- From: Christoph Päper <christoph.paeper@crissov.de>
- Date: Thu, 3 May 2007 22:27:44 +0200
- To: www-html@w3.org
David Woolley: > Tina Holmboe wrote: > >> There is not now, nor has there EVER been, a legitimate use case >> for >> the I or B elements in HTML. > > I think that depends on what you see the purpose of HTML to be. I > think you and I, and I believe TBL, have a higher view in that it > is to help people to communicate, but I don't think that that is > what the WHATWG's constituency wants. They do want a > presentational language, and they are in the vast majority. There is no reason we cannot have both in one language. Actually we do have it already, if we consider both |div|+|span|+|class| and | table|+|font|+|img| documents to be of one kind and files with more exotic (read: semantic) elements to be of the other kind. Then there are applications (|form| etc.), too. I very much like semantic markup, but I also welcome the unity of languages for commercial (advertising and basic application interfaces) and scientific (hypertext) purposes, although there is in practice some wisdom required on behalf of user agents to decide how serious the theoretical semantic meanings of the elements used are to be taken in a given document. > Unfortunately, the average HTML author sees semantic markup as > ivory towerism.
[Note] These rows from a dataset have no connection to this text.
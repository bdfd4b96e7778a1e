use rand::Rng;

use crate::db_types::OrderNumber;

/// Hard upper bound on order-number length. The gateway uses the order number as its transaction
/// key and rejects identifiers longer than this.
pub const ORDER_NUMBER_MAX_LEN: usize = 20;

const PREFIX: &str = "ON-";
const SUFFIX_LEN: usize = 10;
// I, O, 0 and 1 are excluded so the number survives being read over the phone.
const CHARSET: &[u8] = b"ABCDEFGHJKLMNPQRSTUVWXYZ23456789";

/// Generates a fresh order number: a fixed prefix plus a random alphanumeric suffix.
///
/// Uniqueness is ultimately enforced by the unique index on `orders.order_number`; the 32^10
/// suffix space makes collisions a retry case rather than something to engineer around.
pub fn generate_order_number() -> OrderNumber {
    let mut rng = rand::thread_rng();
    let suffix: String =
        (0..SUFFIX_LEN).map(|_| char::from(CHARSET[rng.gen_range(0..CHARSET.len())])).collect();
    OrderNumber(format!("{PREFIX}{suffix}"))
}
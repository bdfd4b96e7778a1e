use sqlx::SqliteConnection;

use crate::db_types::{CartEntry, OrderItem};

/// Inserts one snapshot line item per cart entry. Prices and names are frozen here; later
/// catalogue edits never flow back into these rows.
pub async fn insert_items(
    order_id: i64,
    entries: &[CartEntry],
    conn: &mut SqliteConnection,
) -> Result<Vec<OrderItem>, sqlx::Error> {
    let mut items = Vec::with_capacity(entries.len());
    for entry in entries {
        let subtotal = entry.unit_price * entry.quantity;
        let item = sqlx::query_as(
            r#"
                INSERT INTO order_items (order_id, product_id, product_name, unit_price, quantity, subtotal)
                VALUES ($1, $2, $3, $4, $5, $6)
                RETURNING *;
            "#,
        )
        .bind(order_id)
        .bind(entry.product_id)
        .bind(&entry.product_name)
        .bind(entry.unit_price)
        .bind(entry.quantity)
        .bind(subtotal)
        .fetch_one(&mut *conn)
        .await?;
        items.push(item);
    }
    Ok(items)
}

pub async fn fetch_items_for_order(
    order_id: i64,
    conn: &mut SqliteConnection,
) -> Result<Vec<OrderItem>, sqlx::Error> {
    let items = sqlx::query_as("SELECT * FROM order_items WHERE order_id = $1 ORDER BY id ASC")
        .bind(order_id)
        .fetch_all(conn)
        .await?;
    Ok(items)
}
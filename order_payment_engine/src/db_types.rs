use std::{fmt::Display, str::FromStr};

use chrono::{DateTime, Utc};
use ops_common::Money;
use serde::{Deserialize, Serialize};
use sqlx::{FromRow, Type};
use thiserror::Error;

//--------------------------------------     OrderNumber     ---------------------------------------------------------
/// The immutable, externally visible order identifier. It doubles as the transaction key on the
/// payment gateway, so it must never change once the order has been submitted for payment.
#[derive(Debug, Clone, PartialEq, Eq, Hash, Type, Serialize, Deserialize)]
#[sqlx(transparent)]
pub struct OrderNumber(pub String);

impl FromStr for OrderNumber {
    type Err = ();

    fn from_str(s: &str) -> Result<Self, Self::Err> {
        Ok(Self(s.to_string()))
    }
}

impl From<String> for OrderNumber {
    fn from(s: String) -> Self {
        Self(s)
    }
}

impl Display for OrderNumber {
    fn fmt(&self, f: &mut std::fmt::Formatter<'_>) -> std::fmt::Result {
        write!(f, "#{}", self.0)
    }
}

impl OrderNumber {
    pub fn as_str(&self) -> &str {
        &self.0
    }
}

#[derive(Debug, Clone, Error)]
#[error("Invalid status value: {0}")]
pub struct ConversionError(pub String);

//--------------------------------------     OrderStatus     ---------------------------------------------------------
/// The fulfilment state of an order. Payment progress is tracked separately in [`PaymentStatus`];
/// a paid order stays `Pending` until the merchant starts processing it.
#[derive(Debug, Clone, Copy, PartialEq, Eq, Type, Serialize, Deserialize)]
#[sqlx(rename_all = "snake_case")]
#[serde(rename_all = "snake_case")]
pub enum OrderStatus {
    /// Newly created, or paid but not yet picked up by fulfilment.
    Pending,
    /// The merchant is preparing the order.
    Processing,
    /// Shipped and confirmed received.
    Completed,
    /// Cancelled by the customer, the gateway, or an admin. Kept as an audit record.
    Cancelled,
}

impl Display for OrderStatus {
    fn fmt(&self, f: &mut std::fmt::Formatter<'_>) -> std::fmt::Result {
        match self {
            OrderStatus::Pending => write!(f, "pending"),
            OrderStatus::Processing => write!(f, "processing"),
            OrderStatus::Completed => write!(f, "completed"),
            OrderStatus::Cancelled => write!(f, "cancelled"),
        }
    }
}

impl FromStr for OrderStatus {
    type Err = ConversionError;

    fn from_str(s: &str) -> Result<Self, Self::Err> {
        match s {
            "pending" => Ok(Self::Pending),
            "processing" => Ok(Self::Processing),
            "completed" => Ok(Self::Completed),
            "cancelled" => Ok(Self::Cancelled),
            s => Err(ConversionError(format!("Invalid order status: {s}"))),
        }
    }
}

//--------------------------------------    PaymentStatus    ---------------------------------------------------------
/// The payment state of an order, as last reconciled against the gateway.
#[derive(Debug, Clone, Copy, PartialEq, Eq, Type, Serialize, Deserialize)]
#[sqlx(rename_all = "snake_case")]
#[serde(rename_all = "snake_case")]
pub enum PaymentStatus {
    Pending,
    Paid,
    Expired,
    Cancelled,
    Refund,
    PartialRefund,
}

impl Display for PaymentStatus {
    fn fmt(&self, f: &mut std::fmt::Formatter<'_>) -> std::fmt::Result {
        match self {
            PaymentStatus::Pending => write!(f, "pending"),
            PaymentStatus::Paid => write!(f, "paid"),
            PaymentStatus::Expired => write!(f, "expired"),
            PaymentStatus::Cancelled => write!(f, "cancelled"),
            PaymentStatus::Refund => write!(f, "refund"),
            PaymentStatus::PartialRefund => write!(f, "partial_refund"),
        }
    }
}

impl FromStr for PaymentStatus {
    type Err = ConversionError;

    fn from_str(s: &str) -> Result<Self, Self::Err> {
        match s {
            "pending" => Ok(Self::Pending),
            "paid" => Ok(Self::Paid),
            "expired" => Ok(Self::Expired),
            "cancelled" => Ok(Self::Cancelled),
            "refund" => Ok(Self::Refund),
            "partial_refund" => Ok(Self::PartialRefund),
            s => Err(ConversionError(format!("Invalid payment status: {s}"))),
        }
    }
}

//--------------------------------------        Order        ---------------------------------------------------------
#[derive(Debug, Clone, FromRow, Serialize, Deserialize)]
pub struct Order {
    pub id: i64,
    pub order_number: OrderNumber,
    pub customer_id: i64,
    pub status: OrderStatus,
    pub payment_status: PaymentStatus,
    pub total_amount: Money,
    pub shipping_fee: Money,
    pub recipient: String,
    pub phone: String,
    pub address: String,
    pub city: String,
    pub postal_code: String,
    pub payment_method: Option<String>,
    pub payment_type: Option<String>,
    pub transaction_id: Option<String>,
    pub gateway_token: Option<String>,
    pub redirect_url: Option<String>,
    pub paid_at: Option<DateTime<Utc>>,
    pub created_at: DateTime<Utc>,
    pub updated_at: DateTime<Utc>,
}

//--------------------------------------      OrderItem      ---------------------------------------------------------
/// A line on an order. Name, price and subtotal are snapshots taken at order creation; later
/// catalogue changes never touch them.
#[derive(Debug, Clone, FromRow, Serialize, Deserialize)]
pub struct OrderItem {
    pub id: i64,
    pub order_id: i64,
    pub product_id: i64,
    pub product_name: String,
    pub unit_price: Money,
    pub quantity: i64,
    pub subtotal: Money,
}

//--------------------------------------   ShippingDetails   ---------------------------------------------------------
#[derive(Debug, Clone, Serialize, Deserialize)]
pub struct ShippingDetails {
    pub recipient: String,
    pub phone: String,
    pub address: String,
    pub city: String,
    pub postal_code: String,
}

//--------------------------------------   NewOrderRequest   ---------------------------------------------------------
/// Everything needed to place an order. The item list is deliberately absent: the customer's cart
/// is read inside the creation transaction so the stock check cannot act on a stale snapshot.
#[derive(Debug, Clone)]
pub struct NewOrderRequest {
    pub customer_id: i64,
    pub shipping: ShippingDetails,
    pub shipping_fee: Money,
    pub payment_method: Option<String>,
}

//--------------------------------------       Product       ---------------------------------------------------------
#[derive(Debug, Clone, FromRow, Serialize, Deserialize)]
pub struct Product {
    pub id: i64,
    pub name: String,
    pub price: Money,
    pub stock: i64,
    pub sold: i64,
}

#[derive(Debug, Clone)]
pub struct NewProduct {
    pub name: String,
    pub price: Money,
    pub stock: i64,
}

//--------------------------------------      CartEntry      ---------------------------------------------------------
/// A cart line joined against the product catalogue, read inside the order-creation transaction.
#[derive(Debug, Clone, FromRow)]
pub struct CartEntry {
    pub product_id: i64,
    pub product_name: String,
    pub unit_price: Money,
    pub quantity: i64,
    pub stock: i64,
}

//--------------------------------------      Customer       ---------------------------------------------------------
#[derive(Debug, Clone, FromRow, Serialize, Deserialize)]
pub struct Customer {
    pub id: i64,
    pub name: String,
    pub email: String,
    pub phone: String,
    pub address: String,
}

#[derive(Debug, Clone)]
pub struct NewCustomer {
    pub name: String,
    pub email: String,
    pub phone: String,
    pub address: String,
}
We cannot force mainstream authors to use or even understand semantic markup. They are too many, they have been there too long, and things worked too well. It is of no practical use to moan about this. We can try to guesstimate their minds. We may allow them to use meaningless presentational code that is rendered without extra costs within the same user agents as semantic markup is. Everything else is lost terrain.